I understand democracy as a system in which the will of the majority of the citizens, usually through some representative means (such as a parliament), determines the policy of the state. But this is not enough: in order to guarantee that the citizens have the capability of expressing their political will effectively, they must receive equal and fair treatment in the areas of civil rights, education, employment, housing, social benefits, health care, public works, etc.
Note that democracy does not require that the state view all citizens as identical in all respects, but just that it does not discriminate in ways that will affect their political rights.

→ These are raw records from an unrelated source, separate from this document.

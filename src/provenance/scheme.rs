//! Forwarding scheme classification.

use std::fmt;

/// The logical protocol a request arrived over.
#[derive(Debug, Clone, Copy, PartialEq, Eq, Hash)]
pub enum Scheme {
    Http,
    Https,
    Ws,
    Wss,
}

impl Scheme {
    /// Classify a request from its transport security and `Upgrade` header.
    ///
    /// The upgrade value is compared against `websocket` ignoring ASCII case.
    pub fn classify(secure: bool, upgrade: Option<&str>) -> Self {
        let websocket = upgrade.is_some_and(|u| u.eq_ignore_ascii_case("websocket"));
        match (secure, websocket) {
            (false, false) => Scheme::Http,
            (true, false) => Scheme::Https,
            (false, true) => Scheme::Ws,
            (true, true) => Scheme::Wss,
        }
    }

    pub fn as_str(self) -> &'static str {
        match self {
            Scheme::Http => "http",
            Scheme::Https => "https",
            Scheme::Ws => "ws",
            Scheme::Wss => "wss",
        }
    }

    pub fn is_websocket(self) -> bool {
        matches!(self, Scheme::Ws | Scheme::Wss)
    }
}

impl fmt::Display for Scheme {
    fn fmt(&self, f: &mut fmt::Formatter<'_>) -> fmt::Result {
        f.write_str(self.as_str())
    }
}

The Palestinian demands go far beyond equal rights in this sense and include what I’ve called ‘national aspirations’. They demand, for example, that Israel (I suspect the name would be changed) must be defined as the state of both the Jewish and Palestinian peoples, and in fact that the Palestinians must be granted a special status as the ‘indigenous’ people of the region, including a veto power on all proposed laws. They insist that there be no preferential Jewish immigration (the Law of Return), although they insist on a right of return for the descendents of the Arab refugees of 1948 and 1967. They demand ‘symbolic’ changes, such as the flag and national anthem, as well as complete autonomy in areas such as education. I will leave the comparison of such a binational state (for this is what it is) to the Palestinian Authority, where Jews are not permitted to live, as an exercise!
The fact is that not only is such an interpretation of ‘equal rights’ not required for a nation to be democratic, but like all Arab proposals it is a recipe for the dismemberment of Israel.
There is a fundamental difference between equal rights and nationalist aspirations; the latter by definition can only be realized — as Zionists well understand — in a people’s own homeland. Therefore I suggest that those Israeli Arabs who will not be fulfilled living in a country not their own, albeit one in which their civil and economic rights are guaranteed, should look to the creation of an autonomous Palestinian state (outside of Israel, please).